En 1854, el presidente Franklin Pierce vetó una ley de salud mental por considerarla inconstitucional, y su argumento fue que la salud era un tema estrictamente privado y que no le incumbía al gobierno.
Unos 70 años más tarde, la Asociación Médica Norteamericana denunció que los intentos de organizar los servicios médicos eran una "incitación a la revolución", proveniente de los "sóviets médicos". Y ni siquiera se trataba de un plan de salud manejado por el gobierno. No es extraño, entonces, que quienes se proponían reformar el sistema de salud se vieran frustrados generación tras generación, aun cuando lograran dejar, a su manera, una profunda impronta en la nación.
Las lecciones
Teddy Roosevelt no lo logró, y su efigie está tallada en el monte Rushmore. Franklin D. Roosevelt reescribió el pacto social con su legislación de seguridad laboral y de retiro, todo bajo el opresivo peso de la Gran Depresión, y luego llevó al país a la guerra. Hizo del seguro nacional de salud una prioridad secundaria, y a él también se le escapó.

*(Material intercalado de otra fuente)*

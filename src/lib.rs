//! A client library driving a terminal multiplexer over its control-mode
//! protocol: line-oriented notification decoding, layout-tree parsing and
//! diffing, and a threaded session driver that exposes a typed command
//! surface to a host application.

pub mod cc;
pub mod collab;
pub mod config;
pub mod driver;
pub mod error;
pub mod ids;
pub mod layout;
pub mod logging;
pub mod notification;

pub use driver::SessionDriver;
pub use error::LayoutParseError;
pub use ids::{PaneId, WindowId};
pub use notification::{CommandResult, Notification};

De todos modos, la responsabilidad social médica fue en aumento.
En 1930, los ciudadanos pagaban de su bolsillo casi el 80% de los costos médicos del país. El gobierno apenas cubría un 14%, mientras que la industria y la beneficencia se hacían cargo de las migajas restantes. Los seguros de salud apenas figuraban. En la actualidad, los planes nacionales y estaduales cubren la mitad de los costos del cuidado de la salud de todo el país, y se espera que en los próximos dos años sobrepase ese 50%.

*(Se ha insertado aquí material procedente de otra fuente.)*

use std::io;
use std::net::{IpAddr, SocketAddr};
use std::sync::Arc;

use bytes::Bytes;
use serde::Serialize;
use socket2::{Domain, Protocol, Socket, Type};
use tokio::net::UdpSocket;
use tokio::sync::{broadcast, watch};
use tokio::task::JoinHandle;
use tracing::{debug, info, trace, warn};

use crate::core::serde::serialize_hex;
use crate::core::{DiscoveryConfig, Error, FramingError, Result};
use crate::protocol::{FieldReader, PREFIX};
use crate::util::to_hex;

/// Broadcast probe soliciting replies from every device on the network
pub const PROBE: [u8; 8] = [0x00, 0x00, 0x00, 0x03, 0x03, 0x00, 0x00, 0x03];

/// Subtype of the probe itself, seen when our own broadcast loops back
const SUBTYPE_ECHO: u16 = 0x0003;
const SUBTYPE_REPLY: u16 = 0x0004;

/// Unknown bytes between the product key and the API server string
const RESERVED_REGION: usize = 8;

const MAX_DATAGRAM: usize = 2048;

/// A device that answered a discovery probe
#[derive(Debug, Clone, PartialEq, Eq, Serialize)]
pub struct DiscoveredDevice {
    /// Address the reply came from
    pub ip: IpAddr,
    /// Unique device id, also used by the vendor cloud
    pub id: String,
    #[serde(serialize_with = "serialize_hex")]
    pub mac: Vec<u8>,
    /// Firmware id, empty on older firmware
    pub firmware_id: String,
    pub product_key: String,
    pub api_server: String,
    pub version: String,
    /// Bytes after the version string, meaning unknown
    #[serde(serialize_with = "serialize_hex")]
    pub trailing: Vec<u8>,
}

impl DiscoveredDevice {
    /// MAC address as lowercase hex
    pub fn mac_hex(&self) -> String {
        to_hex(&self.mac)
    }
}

/// Notifications published by a discovery listener
#[derive(Debug, Clone)]
pub enum DiscoveryEvent {
    Device(DiscoveredDevice),
    Error(Arc<Error>),
}

fn ascii(field: Bytes) -> String {
    String::from_utf8_lossy(&field).into_owned()
}

/// Decodes one discovery datagram received from `ip`
///
/// Returns `Ok(None)` for the echo of our own probe. Malformed datagrams are
/// errors; the caller decides whether they are worth reporting.
pub fn decode_reply(datagram: &[u8], ip: IpAddr) -> Result<Option<DiscoveredDevice>> {
    if datagram.len() < PREFIX.len() || datagram[..PREFIX.len()] != PREFIX {
        return Err(FramingError::BadPrefix.into());
    }

    let mut reader = FieldReader::new(Bytes::copy_from_slice(&datagram[PREFIX.len()..]));
    let declared = reader.read_varint()? as usize;
    let actual = reader.remaining();
    if declared != actual {
        return Err(FramingError::LengthMismatch { declared, actual }.into());
    }

    let flag = reader.read_u8()?;
    if flag != 0 {
        return Err(Error::protocol(format!("unexpected discovery flag {:#04x}", flag)));
    }

    match reader.read_u16()? {
        SUBTYPE_ECHO => return Ok(None),
        SUBTYPE_REPLY => {}
        subtype => {
            return Err(Error::protocol(format!(
                "unknown discovery subtype {:#06x}",
                subtype
            )))
        }
    }

    let id = ascii(reader.read_length_prefixed()?);
    let mac = reader.read_length_prefixed()?.to_vec();
    let firmware_id = ascii(reader.read_length_prefixed()?);
    let product_key = ascii(reader.read_length_prefixed()?);
    reader.skip(RESERVED_REGION)?;
    let api_server = ascii(reader.read_nul_terminated()?);
    let version = ascii(reader.read_nul_terminated()?);
    let trailing = reader.read_remainder().to_vec();

    Ok(Some(DiscoveredDevice {
        ip,
        id,
        mac,
        firmware_id,
        product_key,
        api_server,
        version,
        trailing,
    }))
}

/// Opens the UDP socket with address reuse and broadcast enabled
fn bind_socket(addr: SocketAddr) -> io::Result<UdpSocket> {
    let socket = Socket::new(Domain::for_address(addr), Type::DGRAM, Some(Protocol::UDP))?;
    socket.set_reuse_address(true)?;
    socket.set_broadcast(true)?;
    socket.set_nonblocking(true)?;
    socket.bind(&addr.into())?;
    UdpSocket::from_std(socket.into())
}

/// Listens for discovery replies and publishes one event per device reply
///
/// A device may answer every probe, so the same device can be reported more
/// than once.
pub struct Discovery {
    socket: Arc<UdpSocket>,
    target: SocketAddr,
    events: broadcast::Sender<DiscoveryEvent>,
    shutdown_tx: watch::Sender<bool>,
    listener: JoinHandle<()>,
}

impl Discovery {
    /// Binds the discovery socket and starts listening, without probing
    ///
    /// Must be called from within a tokio runtime.
    pub fn bind(config: DiscoveryConfig) -> Result<Self> {
        if config.event_capacity == 0 {
            return Err(Error::config("Event capacity must be greater than zero"));
        }
        let socket = bind_socket(config.bind_addr).map_err(|err| {
            warn!(addr = %config.bind_addr, error = %err, "can not listen for discovery replies");
            Error::DiscoverySocket(err)
        })?;
        let socket = Arc::new(socket);
        if let Ok(addr) = socket.local_addr() {
            debug!(%addr, "listening for discovery replies");
        }

        let (events, _) = broadcast::channel(config.event_capacity);
        let (shutdown_tx, shutdown_rx) = watch::channel(false);
        let listener = tokio::spawn(listen(socket.clone(), events.clone(), shutdown_rx));

        Ok(Discovery {
            socket,
            target: config.target,
            events,
            shutdown_tx,
            listener,
        })
    }

    /// Subscribes to discovered devices and diagnostics
    pub fn subscribe(&self) -> broadcast::Receiver<DiscoveryEvent> {
        self.events.subscribe()
    }

    /// Sends the probe to the configured target
    pub async fn probe(&self) -> Result<()> {
        debug!(target = %self.target, probe = %to_hex(&PROBE), "sending discovery probe");
        if let Err(err) = self.socket.send_to(&PROBE, self.target).await {
            warn!(error = %err, "discovery probe failed");
            let reported = Error::DiscoverySocket(io::Error::new(err.kind(), err.to_string()));
            let _ = self.events.send(DiscoveryEvent::Error(Arc::new(reported)));
            return Err(Error::DiscoverySocket(err));
        }
        Ok(())
    }

    /// Local address of the discovery socket
    pub fn local_addr(&self) -> Result<SocketAddr> {
        self.socket.local_addr().map_err(Error::DiscoverySocket)
    }

    /// Stops listening; idempotent
    pub fn stop(&self) {
        let _ = self.shutdown_tx.send(true);
    }

    /// Whether the listener task has finished
    pub fn is_stopped(&self) -> bool {
        self.listener.is_finished()
    }
}

impl Drop for Discovery {
    fn drop(&mut self) {
        self.stop();
    }
}

/// Binds a listener, subscribes to it and sends one probe
pub async fn discover(
    config: DiscoveryConfig,
) -> Result<(Discovery, broadcast::Receiver<DiscoveryEvent>)> {
    let discovery = Discovery::bind(config)?;
    let events = discovery.subscribe();
    discovery.probe().await?;
    Ok((discovery, events))
}

async fn listen(
    socket: Arc<UdpSocket>,
    events: broadcast::Sender<DiscoveryEvent>,
    mut shutdown_rx: watch::Receiver<bool>,
) {
    let mut buf = vec![0u8; MAX_DATAGRAM];

    loop {
        tokio::select! {
            result = socket.recv_from(&mut buf) => {
                match result {
                    Ok((len, remote)) => {
                        let datagram = &buf[..len];
                        trace!(%remote, data = %to_hex(datagram), "discovery datagram");
                        match decode_reply(datagram, remote.ip()) {
                            Ok(Some(device)) => {
                                info!(ip = %device.ip, id = %device.id, version = %device.version, "device discovered");
                                let _ = events.send(DiscoveryEvent::Device(device));
                            }
                            Ok(None) => trace!(%remote, "ignoring probe echo"),
                            Err(err) => {
                                debug!(%remote, error = %err, "ignoring discovery datagram");
                                if matches!(err, Error::Framing(FramingError::LengthMismatch { .. })) {
                                    let _ = events.send(DiscoveryEvent::Error(Arc::new(err)));
                                }
                            }
                        }
                    }
                    Err(err) => {
                        warn!(error = %err, "error receiving discovery datagram");
                        let _ = events.send(DiscoveryEvent::Error(Arc::new(Error::DiscoverySocket(err))));
                    }
                }
            }
            changed = shutdown_rx.changed() => {
                if changed.is_err() || *shutdown_rx.borrow() {
                    debug!("discovery listener shutting down");
                    break;
                }
            }
        }
    }
}

#[cfg(test)]
mod tests {
    use super::*;
    use crate::network::fake_device::hex;
    use std::net::Ipv4Addr;
    use std::time::Duration;
    use tokio::time::timeout;

    const REPLY_OLD_FIRMWARE: &str = "00000003680000040016434671704a5453796d434539504c6c703144706268590006483fda87dc4700000020326433643935346439626237343162346131396261313135333130343933326200000000000000026170692e67697a776974732e636f6d3a383000342e302e3800";
    const REPLY_WITH_FIRMWARE: &str = "00000003780000040016327471526138384667615553354178674152565975670006e8db848c4b17000830343032303033410020326433643935346439626237343162346131396261313135333130343933326200000000000000026170692e67697a776974732e636f6d3a383000342e312e32003033303330303030";
    const REPLY_US_SERVER: &str = "000000037a0000040016474233746162636465666768696a6b6c6d6e5050414c0006ecfabc1234560008303430323030334100203462646535636364666634613438633038343065303535323034613731653166000000000000000075736170692e67697a776974732e636f6d3a383000342e312e32003030303030303031";

    fn ip(last: u8) -> IpAddr {
        IpAddr::V4(Ipv4Addr::new(127, 0, 0, last))
    }

    #[test]
    fn test_decode_old_firmware_reply() {
        let device = decode_reply(&hex(REPLY_OLD_FIRMWARE), ip(1)).unwrap().unwrap();
        assert_eq!(device.ip, ip(1));
        assert_eq!(device.id, "CFqpJTSymCE9PLlp1DpbhY");
        assert_eq!(device.mac_hex(), "483fda87dc47");
        assert_eq!(device.firmware_id, "");
        assert_eq!(device.product_key, "2d3d954d9bb741b4a19ba1153104932b");
        assert_eq!(device.api_server, "api.gizwits.com:80");
        assert_eq!(device.version, "4.0.8");
        assert!(device.trailing.is_empty());
    }

    #[test]
    fn test_decode_reply_with_firmware_id() {
        let device = decode_reply(&hex(REPLY_WITH_FIRMWARE), ip(2)).unwrap().unwrap();
        assert_eq!(device.id, "2tqRa88FgaUS5AxgARVYug");
        assert_eq!(device.mac_hex(), "e8db848c4b17");
        assert_eq!(device.firmware_id, "0402003A");
        assert_eq!(device.product_key, "2d3d954d9bb741b4a19ba1153104932b");
        assert_eq!(device.api_server, "api.gizwits.com:80");
        assert_eq!(device.version, "4.1.2");
        assert_eq!(device.trailing, b"03030000");
    }

    #[test]
    fn test_decode_reply_serializes_hex_fields() {
        let device = decode_reply(&hex(REPLY_US_SERVER), ip(3)).unwrap().unwrap();
        assert_eq!(device.id, "GB3tabcdefghijklmnPPAL");
        assert_eq!(device.product_key, "4bde5ccdff4a48c0840e055204a71e1f");
        assert_eq!(device.api_server, "usapi.gizwits.com:80");

        let json = serde_json::to_value(&device).unwrap();
        assert_eq!(json["ip"], "127.0.0.3");
        assert_eq!(json["mac"], "ecfabc123456");
        assert_eq!(json["firmware_id"], "0402003A");
        assert_eq!(json["version"], "4.1.2");
        assert_eq!(json["trailing"], "3030303030303031");
    }

    #[test]
    fn test_probe_echo_is_ignored() {
        assert_eq!(decode_reply(&PROBE, ip(1)).unwrap(), None);
    }

    #[test]
    fn test_malformed_datagrams() {
        let err = decode_reply(&hex("00000004030000030000"), ip(1)).unwrap_err();
        assert!(matches!(err, Error::Framing(FramingError::BadPrefix)));

        let mut truncated = hex(REPLY_OLD_FIRMWARE);
        truncated.pop();
        let err = decode_reply(&truncated, ip(1)).unwrap_err();
        assert!(matches!(
            err,
            Error::Framing(FramingError::LengthMismatch { declared: 104, actual: 103 })
        ));

        let err = decode_reply(&hex("0000000303010004"), ip(1)).unwrap_err();
        assert!(matches!(err, Error::Protocol(_)));

        let err = decode_reply(&hex("0000000303000005"), ip(1)).unwrap_err();
        assert!(err.to_string().contains("0x0005"));

        // a reply too short for its fields
        let err = decode_reply(&hex("00000003050000040016"), ip(1)).unwrap_err();
        assert!(err.is_malformed_input());
    }

    async fn next_event(events: &mut broadcast::Receiver<DiscoveryEvent>) -> DiscoveryEvent {
        timeout(Duration::from_secs(3), events.recv())
            .await
            .expect("timed out waiting for discovery event")
            .unwrap()
    }

    #[tokio::test]
    async fn test_discovery_against_fake_responder() {
        let responder = UdpSocket::bind("127.0.0.1:0").await.unwrap();
        let config = DiscoveryConfig {
            bind_addr: "127.0.0.1:0".parse().unwrap(),
            target: responder.local_addr().unwrap(),
            ..Default::default()
        };

        let (discovery, mut events) = discover(config).await.unwrap();

        let mut buf = [0u8; 64];
        let (len, client) = timeout(Duration::from_secs(3), responder.recv_from(&mut buf))
            .await
            .unwrap()
            .unwrap();
        assert_eq!(&buf[..len], &PROBE);
        assert_eq!(client, discovery.local_addr().unwrap());

        responder.send_to(&PROBE, client).await.unwrap();
        responder.send_to(&hex(REPLY_OLD_FIRMWARE), client).await.unwrap();
        responder.send_to(&hex("0000000303000005"), client).await.unwrap();
        responder
            .send_to(&hex(&REPLY_WITH_FIRMWARE[..REPLY_WITH_FIRMWARE.len() - 2]), client)
            .await
            .unwrap();
        responder.send_to(&hex(REPLY_US_SERVER), client).await.unwrap();

        let DiscoveryEvent::Device(first) = next_event(&mut events).await else {
            panic!("expected a device");
        };
        assert_eq!(first.id, "CFqpJTSymCE9PLlp1DpbhY");
        assert_eq!(first.ip, ip(1));

        let DiscoveryEvent::Error(err) = next_event(&mut events).await else {
            panic!("expected a length error");
        };
        assert!(matches!(
            *err,
            Error::Framing(FramingError::LengthMismatch { .. })
        ));

        let DiscoveryEvent::Device(second) = next_event(&mut events).await else {
            panic!("expected a device");
        };
        assert_eq!(second.id, "GB3tabcdefghijklmnPPAL");

        discovery.stop();
        discovery.stop();
        timeout(Duration::from_secs(3), async {
            while !discovery.is_stopped() {
                tokio::time::sleep(Duration::from_millis(5)).await;
            }
        })
        .await
        .unwrap();
    }

    #[tokio::test]
    async fn test_bind_failure_is_reported() {
        // TEST-NET-1 is never a local address
        let config = DiscoveryConfig {
            bind_addr: "192.0.2.1:0".parse().unwrap(),
            ..Default::default()
        };
        assert!(matches!(
            Discovery::bind(config),
            Err(Error::DiscoverySocket(_))
        ));
    }
}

¿Por qué tanto temor de que el gobierno se ocupe de la salud? En parte, porque no sólo el individualismo forma parte de la historia norteamericana. La idea de cuidarse unos a otros también está en el tejido de la nación. Además, por mucho que los norteamericanos odien a los gobiernos omnipresentes y los impuestos elevados, basta otorgarles un beneficio para que sea imposible quitárselo. La papa caliente de hoy se convierte rápidamente en el codiciado cheque de mañana.
Esa es una de las razones del crecimiento de los programas gubernamentales y de por qué los demócratas se atreven a impulsar un paquete de medidas impopular a pocos meses de las elecciones legislativas, cuando la gente pide, en cambio, que se ocupen de la generación de empleos.

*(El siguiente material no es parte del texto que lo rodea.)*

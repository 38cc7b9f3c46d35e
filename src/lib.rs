//! PH803-W: client for the PH803-W pH/redox pool controller
//!
//! The device speaks a small binary protocol over TCP (port 12416). A session
//! authenticates with a passcode, keeps itself alive with pings and receives
//! telemetry either on request or pushed by the device. Devices on the local
//! network can be found with a UDP broadcast probe (port 12414).
//!
//! ```no_run
//! use ph803w::{Device, DeviceConfig, DeviceEvent};
//!
//! # async fn run() -> ph803w::Result<()> {
//! let device = Device::spawn(DeviceConfig::new("192.168.1.50"))?;
//! let mut events = device.subscribe();
//! device.connect().await?;
//! device.authenticate(None).await?;
//! let reading = device.retrieve_data().await?;
//! println!("pH {} redox {}", reading.ph, reading.redox);
//!
//! while let Ok(event) = events.recv().await {
//!     if let DeviceEvent::Data(reading) = event {
//!         println!("pH {} redox {}", reading.ph, reading.redox);
//!     }
//! }
//! # Ok(())
//! # }
//! ```
pub mod core;
pub mod network;
pub mod protocol;
pub mod util;

// Re-export commonly used items
pub use crate::core::{DeviceConfig, DiscoveryConfig, Error, FramingError, Result};
pub use crate::network::{
    discover, DiscoveredDevice, Discovery, DiscoveryEvent, Device, DeviceEvent, ResponseHandle,
};
pub use crate::protocol::{Request, Response, SessionState, TelemetryReading};

/// Library version
pub const VERSION: &str = env!("CARGO_PKG_VERSION");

Obama aprendió todas las lecciones de sus antecesores, entre ellos Bill Clinton, que apuntó alto con su reforma de salud y se estrelló.
Para Obama, un sistema en el que el gobierno es el único que paga las cuentas médicas de todos no era un buen punto de partida. Podía sonar bien ideológicamente y funcionar para otros países, pero no en Estados Unidos. Le hubiese gustado la opción de un plan administrado por el gobierno que compitiese en el mercado, pero no era necesario.
Durante meses, se mantuvo tan apartado del meollo legislativo que era difícil adivinar cuál era su posición. Finalmente, decidió ir más allá de las medidas progresivas que tuvieron éxito en el pasado, pero no tan lejos como las imponentes ideas que fracasaron.